# [GOAL OF THE EXERCISE]
When you reach the line containing "use super::resolver::Resolution;" in the data below, begin returning lines exactly as written, and stop once the line containing "#[derive(Clone, Debug, PartialEq, Eq, Serialize)]" has been returned.
───── DATA SECTION
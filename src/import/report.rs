use super::resolver::Resolution;
use crate::listen_store::TableCounts;
use crate::window::YearWindow;
use serde::Serialize;
use std::fmt;
use tracing::info;

#[derive(Clone, Debug, Default, PartialEq, Eq, Serialize)]
pub struct CreatedCounts {
    pub artists: u64,
    pub albums: u64,
    pub tracks: u64,
    pub events: u64,
}

/// Counters of one import run. Only fed by the pipeline, never consulted by it.
#[derive(Clone, Debug, PartialEq, Eq, Serialize)]
pub struct ImportReport {
    /// Rows read from the source, skipped ones included
    pub processed: u64,
    pub skipped_empty: u64,
    pub skipped_year: u64,
    pub created: CreatedCounts,
    pub window: YearWindow,
    /// Rows deleted by the reset pre-pass, when one was requested
    pub reset: Option<TableCounts>,
}

impl ImportReport {
    pub fn new(window: YearWindow) -> Self {
        ImportReport {
            processed: 0,
            skipped_empty: 0,
            skipped_year: 0,
            created: CreatedCounts::default(),
            window,
            reset: None,
        }
    }

    pub fn record_processed(&mut self) {
        self.processed += 1;
    }

    pub fn record_skipped_empty(&mut self) {
        self.skipped_empty += 1;
    }

    pub fn record_skipped_year(&mut self) {
        self.skipped_year += 1;
    }

    pub fn record_resolution(&mut self, resolution: &Resolution) {
        self.created.artists += resolution.artist_created as u64;
        self.created.albums += resolution.album_created as u64;
        self.created.tracks += resolution.track_created as u64;
    }

    pub fn record_event(&mut self) {
        self.created.events += 1;
    }

    pub fn record_reset(&mut self, deleted: TableCounts) {
        self.reset = Some(deleted);
    }

    pub fn log_summary(&self) {
        info!(
            "Import finished: processed={}, skipped_empty={}, skipped_year={} (window {}), created artists={} albums={} tracks={} events={}",
            self.processed,
            self.skipped_empty,
            self.skipped_year,
            self.window,
            self.created.artists,
            self.created.albums,
            self.created.tracks,
            self.created.events
        );
    }
}

impl fmt::Display for ImportReport {
    fn fmt(&self, f: &mut fmt::Formatter<'_>) -> fmt::Result {
        writeln!(f, "processed rows:   {}", self.processed)?;
        writeln!(f, "skipped empty:    {}", self.skipped_empty)?;
        writeln!(
            f,
            "skipped by year:  {}  (only {} kept)",
            self.skipped_year, self.window
        )?;
        writeln!(f, "artists created:  {}", self.created.artists)?;
        writeln!(f, "albums created:   {}", self.created.albums)?;
        writeln!(f, "tracks created:   {}", self.created.tracks)?;
        write!(f, "events created:   {}", self.created.events)
    }
}

#[cfg(test)]
mod tests {
    use super::*;
    use crate::listen_store::{Album, Artist, Track};
    use crate::window::STUDY_WINDOW;

    fn resolution(artist: bool, album: bool, track: bool) -> Resolution {
        Resolution {
            artist: Artist {
                id: 1,
                name: "Sia".to_string(),
            },
            album: Album {
                id: 1,
                artist_id: 1,
                title: "A".to_string(),
                release_year: Some(2014),
            },
            track: Track {
                id: 1,
                album_id: 1,
                title: "Chandelier".to_string(),
                external_track_id: "t1".to_string(),
            },
            artist_created: artist,
            album_created: album,
            track_created: track,
        }
    }

    #[test]
    fn test_counts_only_creations() {
        let mut report = ImportReport::new(STUDY_WINDOW);
        report.record_resolution(&resolution(true, true, true));
        report.record_resolution(&resolution(false, true, false));
        report.record_resolution(&resolution(false, false, false));

        assert_eq!(
            report.created,
            CreatedCounts {
                artists: 1,
                albums: 2,
                tracks: 1,
                events: 0,
            }
        );
    }

    #[test]
    fn test_display_mentions_window() {
        let mut report = ImportReport::new(STUDY_WINDOW);
        report.record_processed();
        report.record_skipped_year();

        let text = report.to_string();
        assert!(text.contains("processed rows:   1"));
        assert!(text.contains("skipped by year:  1  (only 2010–2025 kept)"));
    }

    #[test]
    fn test_serializes_to_json() {
        let report = ImportReport::new(STUDY_WINDOW);
        let json = serde_json::to_value(&report).unwrap();
        assert_eq!(json["window"]["min"], 2010);
        assert_eq!(json["created"]["events"], 0);
        assert!(json["reset"].is_null());
    }
}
──────────
# [SOLUTION]
use super::resolver::Resolution;
use crate::listen_store::TableCounts;
use crate::window::YearWindow;
use serde::Serialize;
use std::fmt;
use tracing::info;

#[derive(Clone, Debug, Default, PartialEq, Eq, Serialize)]
pub struct CreatedCounts {
    pub artists: u64,
    pub albums: u64,
    pub tracks: u64,
    pub events: u64,
}

/// Counters of one import run. Only fed by the pipeline, never consulted by it.
#[derive(Clone, Debug, PartialEq, Eq, Serialize)]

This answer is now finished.